Projects are an ongoing thing the character is working on (building something, organizing something, researching something, searching for something). Projects have a name, approach type (this determines skills used for the project), xp, resources devoted (these two together determine rank), and a status (ongoing, completed, canceled).

Actions

Actions are individual mechanical changes - Token X moves to hex A3, Player Foo's health increases by 10, etc. Actions are grouped into events.

Events

An event is a thing that happened in the game. An event is a name plus a list of associated actions.

Proposals

A proposal is a suggested event (this is the main mechanic for GM/player interaction). Proposals have to be accepted by somebody; once they do, the event is created and takes effect. Proposals can be active or accepted or rejected.

Decks

Decks are collections of cards. When empty, they're refilled from one or more template decks (in some cases with adjustment, per the job encounter deck rarity thing as above).

Tableau

In some cases there's a face-up tableau of cards which the player can choose from instead of drawing directly from the deck. When cards from the tableau are drawn they are refilled from the deck. Cards in the tableau will age out after a certain number of turns. Cards in the tableau are partly visible to players - they're only fully visible when selected.

Encounter Cards

Encounter cards are the typical card. They consist of one or more checks, where each is with a particular skill against a particular difficulty with a particular reward and penalty.

Other Cards

Other cards don't have checks but offer choices between items, or just an event, or a single check that's not an encounter as such.

Seasons

A round of the game is called a season. The season consists of three phases. Each player does each phase in order, but they don't have to wait for other players to finish the first two phases before advancing to the next one (then everyone remains in the third phase until the season is over).

Play Phase

In the play phase, the players have 20 turns to spend doing normal play (drawing and resolving cards, doing custom interactions, traveling, etc).

Rumor Phase

In the rumor phase, each player is given another player to write.
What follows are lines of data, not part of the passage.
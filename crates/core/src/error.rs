//! Domain error model.

use thiserror::Error;

/// Result type used across the domain layer.
pub type DomainResult<T> = Result<T, DomainError>;

/// Domain-level error.
///
/// Keep this focused on deterministic, business/domain failures (validation,
/// invariants). Infrastructure concerns belong elsewhere.
#[derive(Debug, Error, Clone, PartialEq, Eq)]
pub enum DomainError {
    /// A value failed validation (e.g. a probability outside `[0, 1]`).
    #[error("validation failed: {0}")]
    Validation(String),

    /// A domain invariant was violated.
    #[error("invariant violated: {0}")]
    InvariantViolation(String),

    /// An identifier was invalid (e.g. parse failure).
    #[error("invalid identifier: {0}")]
    InvalidId(String),

    /// A requested resource was not found (domain-level).
    #[error("not found")]
    NotFound,
}

impl DomainError {
    pub fn validation(msg: impl Into<String>) -> Self {
        Self::Validation(msg.into())
    }

    pub fn invariant(msg: impl Into<String>) -> Self {
        Self::InvariantViolation(msg.into())
    }

    pub fn invalid_id(msg: impl Into<String>) -> Self {
        Self::InvalidId(msg.into())
    }

    pub fn not_found() -> Self {
        Self::NotFound
    }
}
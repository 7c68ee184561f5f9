//! Entity identifier primitive shared across the domain.

use core::str::FromStr;
use serde::{Deserialize, Serialize};

use crate::error::DomainError;

/// Identifier of a stored entity.
///
/// Sequential `u64` rather than a UUID: identifiers are assigned by the store
/// in insertion order, so a fixed-seed simulation run allocates identical ids
/// on every replay.
#[derive(Debug, Copy, Clone, PartialEq, Eq, PartialOrd, Ord, Hash, Serialize, Deserialize)]
#[serde(transparent)]
pub struct EntityId(u64);

impl EntityId {
    pub fn new(value: u64) -> Self {
        Self(value)
    }

    pub fn value(&self) -> u64 {
        self.0
    }
}

impl core::fmt::Display for EntityId {
    fn fmt(&self, f: &mut core::fmt::Formatter<'_>) -> core::fmt::Result {
        core::fmt::Display::fmt(&self.0, f)
    }
}

impl From<u64> for EntityId {
    fn from(value: u64) -> Self {
        Self(value)
    }
}

impl From<EntityId> for u64 {
    fn from(value: EntityId) -> Self {
        value.0
    }
}

impl FromStr for EntityId {
    type Err = DomainError;

    fn from_str(s: &str) -> Result<Self, Self::Err> {
        let value = u64::from_str(s)
            .map_err(|e| DomainError::invalid_id(format!("EntityId: {e}")))?;
        Ok(Self(value))
    }
}
//! Unfulfilled-order cache.
//!
//! In-memory index of order lines still eligible for fulfillment attempts,
//! so a step never scans the full order table. Staleness is bounded: a line
//! completed by a fulfillment attempt is evicted immediately, while newly
//! created orders only appear at the next maintenance refresh.

use std::collections::HashMap;

use supplysim_catalog::ItemId;
use supplysim_orders::{OrderId, OrderItemId};
use supplysim_parties::SupplierId;
use supplysim_store::{SimulationStore, StoreError};

use crate::rng::RandomSource;

/// Identity of one attemptable order line.
///
/// Quantities are deliberately not cached; the fulfillment handler re-reads
/// them from the store at attempt time.
#[derive(Debug, Clone, Copy, PartialEq, Eq)]
pub struct Candidate {
    pub order_id: OrderId,
    pub order_item_id: OrderItemId,
    pub item_id: ItemId,
    pub supplier_id: SupplierId,
}

/// Uniform-sampling index over open order lines.
#[derive(Debug, Default)]
pub struct UnfulfilledOrderCache {
    candidates: Vec<Candidate>,
    positions: HashMap<OrderItemId, usize>,
}

impl UnfulfilledOrderCache {
    pub fn new() -> Self {
        Self::default()
    }

    /// Reload every open order line (not fully fulfilled, parent status
    /// non-terminal) from the store.
    pub fn refresh<S: SimulationStore>(&mut self, store: &S) -> Result<(), StoreError> {
        let open = store.open_order_items()?;
        self.candidates.clear();
        self.positions.clear();
        for line in open {
            self.positions.insert(line.id, self.candidates.len());
            self.candidates.push(Candidate {
                order_id: line.order_id,
                order_item_id: line.id,
                item_id: line.item_id,
                supplier_id: line.supplier_id,
            });
        }
        Ok(())
    }

    /// One candidate uniformly at random, or `None` when the cache is empty.
    pub fn sample<R: RandomSource>(&self, rng: &mut R) -> Option<Candidate> {
        if self.candidates.is_empty() {
            return None;
        }
        Some(self.candidates[rng.index(self.candidates.len())])
    }

    /// Drop a line that is no longer attemptable. Called the moment a
    /// fulfillment attempt completes a line, not at the next refresh.
    pub fn evict(&mut self, id: OrderItemId) {
        let Some(position) = self.positions.remove(&id) else {
            return;
        };
        self.candidates.swap_remove(position);
        if let Some(moved) = self.candidates.get(position) {
            self.positions.insert(moved.order_item_id, position);
        }
    }

    pub fn len(&self) -> usize {
        self.candidates.len()
    }

    pub fn is_empty(&self) -> bool {
        self.candidates.is_empty()
    }
}
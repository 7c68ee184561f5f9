//! Tracing/logging initialization.
//!
//! Structured JSON logs for long simulation runs; filtering via `RUST_LOG`.

use tracing_subscriber::EnvFilter;

/// Initialize tracing/logging for the process.
///
/// Safe to call multiple times (subsequent calls are no-ops).
pub fn init() {
    let filter = EnvFilter::try_from_default_env()
        .unwrap_or_else(|_| EnvFilter::new("info"));

    // JSON logs + timestamps, configurable via RUST_LOG.
    let _ = tracing_subscriber::fmt()
        .with_env_filter(filter)
        .json()
        .with_timer(tracing_subscriber::fmt::time::SystemTime)
        .with_target(false)
        .try_init();
}
//! Order creation event.

use chrono::{DateTime, Utc};

use supplysim_orders::NewOrderItem;
use supplysim_store::{SimulationStore, StoreError};

use crate::config::SimulationConfig;
use crate::error::{HandlerOutcome, NoOpReason};
use crate::pool::EntityPool;
use crate::rng::RandomSource;

/// Create one order for a random customer with 1..=N distinct items, each
/// line bound to a supplier stocking the item's category (weighted by
/// fulfillment weight).
///
/// Items without an eligible supplier are skipped; if no line survives, the
/// whole creation is abandoned as a recoverable no-op and nothing is written.
pub(crate) fn handle<S, R>(
    store: &mut S,
    pool: &EntityPool,
    config: &SimulationConfig,
    rng: &mut R,
    now: DateTime<Utc>,
) -> Result<HandlerOutcome, StoreError>
where
    S: SimulationStore,
    R: RandomSource,
{
    let customer = pool.random_customer(rng);

    let item_count =
        (rng.uniform_u32(1, config.max_items_per_order) as usize).min(pool.items().len());
    let mut picked: Vec<usize> = Vec::with_capacity(item_count);
    while picked.len() < item_count {
        let index = rng.index(pool.items().len());
        if !picked.contains(&index) {
            picked.push(index);
        }
    }

    let mut lines = Vec::with_capacity(item_count);
    for index in picked {
        let item = &pool.items()[index];
        let eligible = pool.eligible_suppliers(&item.category);
        if eligible.is_empty() {
            continue;
        }
        let weights: Vec<f64> = eligible.iter().map(|(_, weight)| *weight).collect();
        let Some(choice) = rng.weighted(&weights) else {
            continue;
        };
        lines.push(NewOrderItem {
            item_id: item.id,
            supplier_id: eligible[choice].0,
            quantity: rng.uniform_u32(1, config.max_quantity_per_line),
        });
    }

    if lines.is_empty() {
        return Ok(HandlerOutcome::NoOp(NoOpReason::NoEligibleSupplier));
    }

    store.insert_order(customer.id, now, &lines)?;
    Ok(HandlerOutcome::Applied)
}
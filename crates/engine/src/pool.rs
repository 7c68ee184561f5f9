//! Read-only entity projections loaded from the store at startup.

use std::collections::BTreeMap;

use supplysim_catalog::Item;
use supplysim_core::DomainError;
use supplysim_parties::{Customer, Supplier, SupplierId};
use supplysim_store::SimulationStore;

use crate::error::SimError;
use crate::rng::RandomSource;

/// Transient, derivable projection of the seeded entity pools.
///
/// Loaded once at initialization; the store owns the entities and nothing in
/// this pool mutates during a run. The category index answers "which
/// suppliers can source this item" without rescanning the supplier table.
#[derive(Debug, Clone)]
pub struct EntityPool {
    customers: Vec<Customer>,
    items: Vec<Item>,
    suppliers: BTreeMap<SupplierId, Supplier>,
    /// Category -> (supplier, fulfillment weight), in supplier id order.
    by_category: BTreeMap<String, Vec<(SupplierId, f64)>>,
}

impl EntityPool {
    /// Load and validate the seeded pools.
    ///
    /// Fails fast on empty customer/item pools or any entity carrying an
    /// out-of-range probability; these are startup faults, not per-step ones.
    pub fn load<S: SimulationStore>(store: &S) -> Result<Self, SimError> {
        let customers = store.customers()?;
        let items = store.items()?;
        let suppliers = store.suppliers()?;

        if customers.is_empty() {
            return Err(SimError::InvalidEntity(DomainError::validation(
                "at least one customer must be seeded",
            )));
        }
        if items.is_empty() {
            return Err(SimError::InvalidEntity(DomainError::validation(
                "at least one item must be seeded",
            )));
        }

        for customer in &customers {
            customer.validate()?;
        }
        for item in &items {
            item.validate()?;
        }

        let mut by_category: BTreeMap<String, Vec<(SupplierId, f64)>> = BTreeMap::new();
        let mut supplier_map = BTreeMap::new();
        for supplier in suppliers {
            supplier.validate()?;
            by_category
                .entry(supplier.category.clone())
                .or_default()
                .push((supplier.id, supplier.fulfillment_weight));
            supplier_map.insert(supplier.id, supplier);
        }

        for level in store.inventory_levels()? {
            level.validate()?;
        }

        Ok(Self {
            customers,
            items,
            suppliers: supplier_map,
            by_category,
        })
    }

    pub fn items(&self) -> &[Item] {
        &self.items
    }

    pub fn random_customer<R: RandomSource>(&self, rng: &mut R) -> &Customer {
        &self.customers[rng.index(self.customers.len())]
    }

    pub fn supplier(&self, id: SupplierId) -> Option<&Supplier> {
        self.suppliers.get(&id)
    }

    /// Suppliers stocking the given category, with their fulfillment weights.
    pub fn eligible_suppliers(&self, category: &str) -> &[(SupplierId, f64)] {
        self.by_category
            .get(category)
            .map(Vec::as_slice)
            .unwrap_or(&[])
    }
}
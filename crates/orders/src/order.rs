use chrono::{DateTime, Utc};
use serde::{Deserialize, Serialize};

use supplysim_catalog::ItemId;
use supplysim_core::EntityId;
use supplysim_parties::{CustomerId, SupplierId};

/// Order identifier.
#[derive(Debug, Copy, Clone, PartialEq, Eq, PartialOrd, Ord, Hash, Serialize, Deserialize)]
#[serde(transparent)]
pub struct OrderId(pub EntityId);

impl OrderId {
    pub fn new(id: EntityId) -> Self {
        Self(id)
    }
}

impl core::fmt::Display for OrderId {
    fn fmt(&self, f: &mut core::fmt::Formatter<'_>) -> core::fmt::Result {
        core::fmt::Display::fmt(&self.0, f)
    }
}

impl From<u64> for OrderId {
    fn from(value: u64) -> Self {
        Self(EntityId::new(value))
    }
}

/// Order line identifier.
#[derive(Debug, Copy, Clone, PartialEq, Eq, PartialOrd, Ord, Hash, Serialize, Deserialize)]
#[serde(transparent)]
pub struct OrderItemId(pub EntityId);

impl OrderItemId {
    pub fn new(id: EntityId) -> Self {
        Self(id)
    }
}

impl core::fmt::Display for OrderItemId {
    fn fmt(&self, f: &mut core::fmt::Formatter<'_>) -> core::fmt::Result {
        core::fmt::Display::fmt(&self.0, f)
    }
}

impl From<u64> for OrderItemId {
    fn from(value: u64) -> Self {
        Self(EntityId::new(value))
    }
}

/// Order status lifecycle.
///
/// `Expired` and `PartialExpired` are terminal; an order reaches them only
/// through the maintenance expiry sweep and never reverts.
#[derive(Debug, Clone, Copy, PartialEq, Eq, Serialize, Deserialize)]
#[serde(rename_all = "kebab-case")]
pub enum OrderStatus {
    Unfulfilled,
    Partial,
    Fulfilled,
    Expired,
    PartialExpired,
}

impl OrderStatus {
    pub fn as_str(&self) -> &'static str {
        match self {
            OrderStatus::Unfulfilled => "unfulfilled",
            OrderStatus::Partial => "partial",
            OrderStatus::Fulfilled => "fulfilled",
            OrderStatus::Expired => "expired",
            OrderStatus::PartialExpired => "partial-expired",
        }
    }

    /// Terminal statuses accept no further fulfillment and no expiry.
    pub fn is_terminal(&self) -> bool {
        matches!(
            self,
            OrderStatus::Fulfilled | OrderStatus::Expired | OrderStatus::PartialExpired
        )
    }

    /// Open orders are still eligible for fulfillment attempts and expiry.
    pub fn is_open(&self) -> bool {
        !self.is_terminal()
    }

    /// The terminal status an open order expires into, if any.
    ///
    /// `unfulfilled → expired`, `partial → partial-expired`; terminal statuses
    /// (and `fulfilled`) have no expired variant.
    pub fn expired_variant(&self) -> Option<OrderStatus> {
        match self {
            OrderStatus::Unfulfilled => Some(OrderStatus::Expired),
            OrderStatus::Partial => Some(OrderStatus::PartialExpired),
            _ => None,
        }
    }
}

impl core::fmt::Display for OrderStatus {
    fn fmt(&self, f: &mut core::fmt::Formatter<'_>) -> core::fmt::Result {
        f.write_str(self.as_str())
    }
}

/// An order placed by a customer.
#[derive(Debug, Clone, PartialEq, Eq, Serialize, Deserialize)]
pub struct Order {
    pub id: OrderId,
    pub customer_id: CustomerId,
    /// Simulated creation date; drives expiry.
    pub order_date: DateTime<Utc>,
    pub status: OrderStatus,
}

impl Order {
    /// Age of the order at the given simulated instant, in whole days.
    pub fn age_in_days(&self, now: DateTime<Utc>) -> i64 {
        now.signed_duration_since(self.order_date).num_days()
    }
}

/// One line of an order: an item sourced from one supplier.
#[derive(Debug, Clone, PartialEq, Eq, Serialize, Deserialize)]
pub struct OrderItem {
    pub id: OrderItemId,
    pub order_id: OrderId,
    pub item_id: ItemId,
    pub supplier_id: SupplierId,
    pub quantity: u32,
    /// Always `<= quantity`.
    pub fulfilled_quantity: u32,
    pub fulfilled_date: Option<DateTime<Utc>>,
}

impl OrderItem {
    /// Quantity still needed to complete this line.
    pub fn remaining(&self) -> u32 {
        self.quantity - self.fulfilled_quantity
    }

    pub fn is_fully_fulfilled(&self) -> bool {
        self.fulfilled_quantity == self.quantity
    }
}

/// Payload for one line of a not-yet-inserted order.
#[derive(Debug, Clone, PartialEq, Eq, Serialize, Deserialize)]
pub struct NewOrderItem {
    pub item_id: ItemId,
    pub supplier_id: SupplierId,
    pub quantity: u32,
}

/// Derive an order's non-terminal status from its lines.
///
/// `fulfilled` iff every line is fully fulfilled; `partial` iff at least one
/// line is fully fulfilled and at least one is not; `unfulfilled` otherwise.
/// A line that is only partially filled does not by itself move the order out
/// of `unfulfilled`.
pub fn derive_status(items: &[OrderItem]) -> OrderStatus {
    let total = items.len();
    let complete = items.iter().filter(|i| i.is_fully_fulfilled()).count();

    if total > 0 && complete == total {
        OrderStatus::Fulfilled
    } else if complete > 0 {
        OrderStatus::Partial
    } else {
        OrderStatus::Unfulfilled
    }
}
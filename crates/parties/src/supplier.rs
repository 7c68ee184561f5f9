use serde::{Deserialize, Serialize};

use supplysim_core::{DomainError, EntityId};

/// Supplier identifier.
#[derive(Debug, Copy, Clone, PartialEq, Eq, PartialOrd, Ord, Hash, Serialize, Deserialize)]
#[serde(transparent)]
pub struct SupplierId(pub EntityId);

impl SupplierId {
    pub fn new(id: EntityId) -> Self {
        Self(id)
    }
}

impl core::fmt::Display for SupplierId {
    fn fmt(&self, f: &mut core::fmt::Formatter<'_>) -> core::fmt::Result {
        core::fmt::Display::fmt(&self.0, f)
    }
}

impl From<u64> for SupplierId {
    fn from(value: u64) -> Self {
        Self(EntityId::new(value))
    }
}

/// A supplier stocking one product category.
#[derive(Debug, Clone, PartialEq, Serialize, Deserialize)]
pub struct Supplier {
    pub id: SupplierId,
    pub name: String,
    /// Product category this supplier serves; order lines can only target a
    /// supplier whose category matches the item's.
    pub category: String,
    /// Probability in `[0, 1]` that a fulfillment attempt from this supplier
    /// fails even with stock available.
    pub failure_rate: f64,
    /// Relative weight used when choosing which eligible supplier an order
    /// line is associated with (the future attempt target).
    pub fulfillment_weight: f64,
}

impl Supplier {
    pub fn validate(&self) -> Result<(), DomainError> {
        if self.name.trim().is_empty() {
            return Err(DomainError::validation("supplier name cannot be empty"));
        }
        if self.category.trim().is_empty() {
            return Err(DomainError::validation("supplier category cannot be empty"));
        }
        if !(0.0..=1.0).contains(&self.failure_rate) {
            return Err(DomainError::validation(format!(
                "failure_rate must be within [0, 1], got {}",
                self.failure_rate
            )));
        }
        if self.fulfillment_weight <= 0.0 || !self.fulfillment_weight.is_finite() {
            return Err(DomainError::validation(format!(
                "fulfillment_weight must be positive and finite, got {}",
                self.fulfillment_weight
            )));
        }
        Ok(())
    }

    /// Whether this supplier can source the given item category.
    pub fn stocks_category(&self, category: &str) -> bool {
        self.category == category
    }
}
They give an update on what has happened this season (during the play phase), and pass on any rumors they have about upcoming events. In addition, there are two mechanical pieces. The player is given a change in their own circumstances (eg, a change in the rarity of various encounters), and must pick between a few fronts and advancing them in some way.

GM Phase

In the GM phase, players can make GM-level corrections to the mechanical state of the world (eg, move a character around, whatever). These are all proposals.

Season Ending

The season ends when everyone marks the GM phase as completed, or a certain amount of time has elapsed from the start of the season. If someone has not completed the play phase when the season ends, any in-progress encounters are considered fled (or failed, if they can't be fled). If someone has not completed the rumor phase when the season ends, no letter is sent, their circumstances change still occurs, and a front change is randomly decided on and occurs. If there are proposals still open in the GM phase when the season ends, they are automatically cancelled.

Fronts

Fronts are the mechanic/story interface for ongoing NPC activity (eg, the western empire invades, the skeleton king gathers an army in the desert, the cult of the snake god is replacing leaders in governments everywhere). Fronts can exist at the region level, at the kingdom level, or at the empire (ie, global) level. Fronts have xp, which maps to level. They have a variety of talents which apply effects to the area they cover (eg, make all hexes more dangerous).